WHAT TO WORK ON >>
Some of the lines below need repeating. Reproduce exactly those between the lines holding "demo.skip_session(record);" and "a small file.", inclusive.

RECORDS PROVIDED >>
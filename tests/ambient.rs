mod common;

use common::{RemoteLog, demo, live};
use rfocus::audio::{AudioState, AudioTransition};
use rfocus::gateway::AudioPreference;
use rfocus::settings::SessionSettings;
use rfocus::{FocusError, GatewayEvent, GatewayOp, Wakeup};
use std::path::Path;

#[tokio::test]
async fn selecting_playing_track_again_turns_it_off() {
    let mut h = demo().await;
    let c = &mut h.coordinator;
    assert_eq!(
        c.select_ambient_track("rain").unwrap(),
        AudioTransition::Playing("rain".into())
    );
    assert_eq!(c.select_ambient_track("rain").unwrap(), AudioTransition::Stopped);
    assert_eq!(c.snapshot().audio, AudioState::Idle);
    assert_eq!(h.channel.lock().unwrap().active, 0);
}

#[tokio::test]
async fn switching_tracks_replaces_without_overlap() {
    let mut h = demo().await;
    let c = &mut h.coordinator;
    c.select_ambient_track("rain").unwrap();
    c.select_ambient_track("forest").unwrap();

    let snap = c.snapshot();
    assert_eq!(snap.audio, AudioState::Playing("forest".into()));
    assert_eq!(snap.audio_track_name.as_deref(), Some("🌲 Forest"));

    let channel = h.channel.lock().unwrap();
    assert_eq!(channel.plays, vec!["rain", "forest"]);
    assert_eq!(channel.max_active, 1);
    assert_eq!(channel.active, 1);
}

#[tokio::test]
async fn missing_asset_is_a_recoverable_warning() {
    let mut h = demo().await;
    let c = &mut h.coordinator;
    c.select_ambient_track("rain").unwrap();
    let err = c.select_ambient_track("ocean").unwrap_err();
    assert!(matches!(err, FocusError::Playback(_)));
    assert_eq!(c.snapshot().audio, AudioState::Idle);

    // the coordinator keeps working
    c.start();
    c.tick();
    assert_eq!(c.snapshot().seconds_remaining, 25 * 60 - 1);
    assert_eq!(h.toast_titles(), vec!["Couldn't play sound"]);
}

#[tokio::test]
async fn non_audio_upload_is_rejected_without_state_change() {
    let mut h = demo().await;
    let c = &mut h.coordinator;
    c.select_ambient_track("rain").unwrap();

    let err = c.register_upload(Path::new("/tmp/slides.pdf")).unwrap_err();
    assert!(matches!(err, FocusError::Validation(_)));
    assert_eq!(c.snapshot().audio, AudioState::Playing("rain".into()));
    assert_eq!(h.toast_titles(), vec!["Upload rejected"]);
}

#[tokio::test]
async fn audio_upload_plays_immediately() {
    let mut h = demo().await;
    let path = h.sounds.path().join("brown-noise.ogg");
    std::fs::write(&path, b"OggS").unwrap();

    let c = &mut h.coordinator;
    let transition = c.register_upload(&path).unwrap();
    let AudioTransition::Playing(id) = transition else {
        panic!("upload did not start playback");
    };
    assert!(id.starts_with("upload-"));
    assert_eq!(c.snapshot().audio_track_name.as_deref(), Some("brown-noise.ogg"));
}

#[tokio::test]
async fn persisted_track_resumes_on_startup() {
    let h = live(RemoteLog {
        audio: Some(AudioPreference {
            selected_track_id: Some("forest".into()),
            volume: 0.8,
            looping: true,
        }),
        ..RemoteLog::default()
    })
    .await;
    let snap = h.coordinator.snapshot();
    assert_eq!(snap.audio, AudioState::Playing("forest".into()));
    assert_eq!(snap.volume, 0.8);
}

#[tokio::test]
async fn muted_user_gets_no_autoplay() {
    let h = live(RemoteLog {
        settings: Some(SessionSettings {
            sound_enabled: false,
            ..SessionSettings::default()
        }),
        audio: Some(AudioPreference {
            selected_track_id: Some("rain".into()),
            ..AudioPreference::default()
        }),
        ..RemoteLog::default()
    })
    .await;
    assert_eq!(h.coordinator.snapshot().audio, AudioState::Idle);
    assert!(h.channel.lock().unwrap().plays.is_empty());
}

#[tokio::test]
async fn stale_upload_id_fails_soft_on_startup() {
    let h = live(RemoteLog {
        audio: Some(AudioPreference {
            selected_track_id: Some("upload-6f1c".into()),
            ..AudioPreference::default()
        }),
        ..RemoteLog::default()
    })
    .await;
    let snap = h.coordinator.snapshot();
    assert_eq!(snap.audio, AudioState::Idle);
    assert_eq!(snap.seconds_remaining, 25 * 60);
    assert_eq!(h.toast_titles(), vec!["Started with defaults"]);
}

#[tokio::test]
async fn selection_is_persisted_after_quiet_period() {
    let mut h = live(RemoteLog::default()).await;
    let c = &mut h.coordinator;
    c.select_ambient_track("rain").unwrap();
    c.set_volume(0.25);

    let wakeup = c.next_wakeup().await;
    assert_eq!(wakeup, Wakeup::FlushAudio);
    c.handle(wakeup);
    assert_eq!(
        c.next_wakeup().await,
        Wakeup::Gateway(GatewayEvent::Saved(GatewayOp::AudioPreference))
    );

    let remote = h.remote.lock().unwrap();
    assert_eq!(remote.audio_writes.len(), 1);
    assert_eq!(remote.audio_writes[0].selected_track_id.as_deref(), Some("rain"));
    assert_eq!(remote.audio_writes[0].volume, 0.25);
}
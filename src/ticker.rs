use std::time::Duration;
use tokio::time::{Instant, Interval, MissedTickBehavior, interval_at};

pub const TICK_RATE: Duration = Duration::from_secs(1);

/// The 1 Hz countdown tick. Armed only while the session is running; a
/// disarmed ticker never fires.
#[derive(Debug, Default)]
pub struct Ticker {
    interval: Option<Interval>,
}

impl Ticker {
    pub fn is_armed(&self) -> bool {
        self.interval.is_some()
    }

    /// Replaces any previous interval with a fresh one whose first tick lands
    /// one period from now.
    pub fn arm(&mut self) {
        let mut interval = interval_at(Instant::now() + TICK_RATE, TICK_RATE);
        interval.set_missed_tick_behavior(MissedTickBehavior::Delay);
        self.interval = Some(interval);
    }

    pub fn disarm(&mut self) {
        self.interval = None;
    }

    /// Arms or disarms to follow the running flag. Returns true when the
    /// state changed.
    pub fn follow(&mut self, running: bool) -> bool {
        match (running, self.is_armed()) {
            (true, false) => {
                self.arm();
                true
            }
            (false, true) => {
                self.disarm();
                true
            }
            _ => false,
        }
    }

    pub async fn tick(&mut self) {
        match self.interval.as_mut() {
            Some(interval) => {
                interval.tick().await;
            }
            None => std::future::pending::<()>().await,
        }
    }
}
//! Persistence for settings, streak, completed sessions and audio
//! preferences.
//!
//! The backend is chosen exactly once at startup by [`PersistenceGateway::probe`]:
//! either the remote store ([`PersistenceGateway::Live`]) or an in-memory
//! stand-in ([`PersistenceGateway::Demo`]). The choice is sticky for the
//! lifetime of the process; a failing remote after startup is reported to the
//! user but never triggers a switch.

mod demo;
mod remote;

pub use demo::DemoGateway;
pub use remote::{HttpRemoteStore, RemoteStore};

use crate::error::{FocusError, Result};
use crate::session::Mode;
use crate::settings::SessionSettings;
use chrono::{DateTime, Utc};
use serde::{Deserialize, Serialize};
use std::sync::Arc;
use tracing::{info, warn};

pub const REQUIRED_COLLECTIONS: [&str; 4] = [
    "focus_settings",
    "focus_streaks",
    "focus_sessions",
    "audio_preferences",
];

// ============================================================================
// Records
// ============================================================================

#[derive(Serialize, Deserialize, Clone, Copy, Debug, Default, PartialEq, Eq)]
pub struct StreakRecord {
    pub current_streak: u32,
}

#[derive(Serialize, Deserialize, Clone, Debug, PartialEq, Eq)]
pub struct SessionRecord {
    pub duration_minutes: u32,
    pub mode: Mode,
    pub energy_level: Option<u8>,
    pub completed_at: DateTime<Utc>,
}

#[derive(Serialize, Deserialize, Clone, Debug, PartialEq)]
#[serde(default)]
pub struct AudioPreference {
    pub selected_track_id: Option<String>,
    pub volume: f32,
    pub looping: bool,
}

impl Default for AudioPreference {
    fn default() -> Self {
        Self {
            selected_track_id: None,
            volume: 0.5,
            looping: true,
        }
    }
}

impl AudioPreference {
    pub fn sanitized(mut self) -> Self {
        self.volume = if self.volume.is_finite() {
            self.volume.clamp(0.0, 1.0)
        } else {
            Self::default().volume
        };
        self
    }
}

/// Answer of the remote capability endpoint.
#[derive(Serialize, Deserialize, Clone, Debug, Default, PartialEq, Eq)]
#[serde(default)]
pub struct Capabilities {
    pub authenticated: bool,
    pub collections: Vec<String>,
}

impl Capabilities {
    /// Fails unless the session is authenticated and every required
    /// collection exists.
    pub fn check(&self) -> Result<()> {
        if !self.authenticated {
            return Err(FocusError::Auth("no valid session".into()));
        }
        let missing: Vec<String> = REQUIRED_COLLECTIONS
            .iter()
            .filter(|c| !self.collections.iter().any(|have| have == *c))
            .map(|c| c.to_string())
            .collect();
        if !missing.is_empty() {
            return Err(FocusError::MissingSchema(missing));
        }
        Ok(())
    }
}

// ============================================================================
// Gateway
// ============================================================================

pub enum PersistenceGateway {
    Live(Arc<dyn RemoteStore>),
    Demo(DemoGateway),
}

impl PersistenceGateway {
    pub fn demo() -> Self {
        Self::Demo(DemoGateway::new())
    }

    /// Runs the one-time capability probe. Any failure lands in demo mode.
    pub async fn probe(store: Option<Arc<dyn RemoteStore>>) -> Self {
        let Some(store) = store else {
            info!(event = "gateway_selected", mode = "demo", reason = "no_remote_configured");
            return Self::demo();
        };

        match store.capabilities().await.and_then(|caps| caps.check()) {
            Ok(()) => {
                info!(event = "gateway_selected", mode = "live");
                Self::Live(store)
            }
            Err(err) => {
                warn!(
                    event = "gateway_selected",
                    mode = "demo",
                    reason = err.kind(),
                    error = %err
                );
                Self::demo()
            }
        }
    }

    pub fn is_demo(&self) -> bool {
        matches!(self, Self::Demo(_))
    }

    pub async fn get_settings(&self) -> Result<SessionSettings> {
        match self {
            Self::Live(store) => Ok(store
                .fetch_settings()
                .await?
                .map(SessionSettings::sanitized)
                .unwrap_or_default()),
            Self::Demo(demo) => Ok(demo.settings()),
        }
    }

    pub async fn update_settings(&self, settings: &SessionSettings) -> Result<()> {
        match self {
            Self::Live(store) => store.store_settings(settings).await,
            Self::Demo(demo) => {
                demo.set_settings(settings.clone());
                Ok(())
            }
        }
    }

    pub async fn get_streak(&self) -> Result<u32> {
        match self {
            Self::Live(store) => Ok(store.fetch_streak().await?.current_streak),
            Self::Demo(demo) => Ok(demo.streak()),
        }
    }

    pub async fn record_session(&self, record: &SessionRecord) -> Result<()> {
        match self {
            Self::Live(store) => store.insert_session(record).await,
            Self::Demo(demo) => {
                demo.skip_session(record);
                Ok(())
            }
        }
    }

    pub async fn get_audio_preference(&self) -> Result<AudioPreference> {
        match self {
            Self::Live(store) => Ok(store
                .fetch_audio_preference()
                .await?
                .map(AudioPreference::sanitized)
                .unwrap_or_default()),
            Self::Demo(demo) => Ok(demo.audio_preference()),
        }
    }

    pub async fn update_audio_preference(&self, pref: &AudioPreference) -> Result<()> {
        match self {
            Self::Live(store) => store.store_audio_preference(pref).await,
            Self::Demo(demo) => {
                demo.set_audio_preference(pref.clone());
                Ok(())
            }
        }
    }
}
//! Renders the opening of a tempo-ramp practice routine to a WAV file.
//!
//! Plans the routine with the calculator, then runs the metronome over the
//! offline backend with a matching tempo progression and writes the click
//! track it produced.
//!
//! Usage: `cargo run --example render_clicks [output.wav]`

use anyhow::Result;
use woodshed::metronome::{LOOKAHEAD_MS, OfflineRenderer};
use woodshed::{AudioBackend, Metronome, PracticeParams, Progression, SoundType, calculate};

const SAMPLE_RATE: u32 = 44100;

/// Cap on the rendered length, so a long routine still gives a small file.
const MAX_RENDER_SECS: f64 = 30.0;

fn main() -> Result<()> {
    env_logger::init();

    let output = std::env::args()
        .nth(1)
        .unwrap_or_else(|| "clicks.wav".to_string());

    let params = PracticeParams {
        start_bpm: 60.0,
        target_bpm: 120.0,
        step_bpm: 10.0,
        beats_per_rep: 4,
        reps_per_step: 2,
        sets: 1,
    };
    let estimate = calculate(&params)?;
    println!(
        "routine: {} -> {} BPM in steps of {} ({} beats per step)",
        params.start_bpm, params.target_bpm, params.step_bpm, estimate.beats_per_step
    );
    println!(
        "exact {:.1}s, approx {:.1}s (error {:+.2}%)",
        estimate.exact_secs, estimate.approx_secs, estimate.error_rate_pct
    );

    let render_secs = estimate.exact_secs.min(MAX_RENDER_SECS);

    let mut metronome = Metronome::new(OfflineRenderer::new(SAMPLE_RATE));
    metronome.set_tempo(params.start_bpm);
    metronome.set_beats_per_bar(params.beats_per_rep);
    metronome.set_sound(SoundType::Wood);
    metronome.set_progression(Some(Progression {
        step_bpm: params.step_bpm,
        bars: params.reps_per_step,
        target_bpm: params.target_bpm,
    }));

    metronome.start()?;
    while metronome.backend().now() < render_secs {
        metronome.run_tick();
        metronome.backend_mut().advance(LOOKAHEAD_MS as f64 / 1000.0);
    }
    metronome.stop();

    let spec = hound::WavSpec {
        channels: 1,
        sample_rate: SAMPLE_RATE,
        bits_per_sample: 16,
        sample_format: hound::SampleFormat::Int,
    };
    let mut writer = hound::WavWriter::create(&output, spec)?;
    for sample in metronome.backend().samples() {
        let clamped = sample.clamp(-1.0, 1.0);
        writer.write_sample((clamped * i16::MAX as f32) as i16)?;
    }
    writer.finalize()?;

    println!("wrote {:.1}s of clicks to {output}", render_secs);
    Ok(())
}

RESULT >>
                demo.skip_session(record);
                Ok(())
            }
        }
    }

    pub async fn get_audio_preference(&self) -> Result<AudioPreference> {
        match self {
            Self::Live(store) => Ok(store
                .fetch_audio_preference()
                .await?
                .map(AudioPreference::sanitized)
                .unwrap_or_default()),
            Self::Demo(demo) => Ok(demo.audio_preference()),
        }
    }

    pub async fn update_audio_preference(&self, pref: &AudioPreference) -> Result<()> {
        match self {
            Self::Live(store) => store.store_audio_preference(pref).await,
            Self::Demo(demo) => {
                demo.set_audio_preference(pref.clone());
                Ok(())
            }
        }
    }
}
//! Renders the opening of a tempo-ramp practice routine to a WAV file.
//!
//! Plans the routine with the calculator, then runs the metronome over the
//! offline backend with a matching tempo progression and writes the click
//! track it produced.
//!
//! Usage: `cargo run --example render_clicks [output.wav]`

use anyhow::Result;
use woodshed::metronome::{LOOKAHEAD_MS, OfflineRenderer};
use woodshed::{AudioBackend, Metronome, PracticeParams, Progression, SoundType, calculate};

const SAMPLE_RATE: u32 = 44100;

/// Cap on the rendered length, so a long routine still gives a small file.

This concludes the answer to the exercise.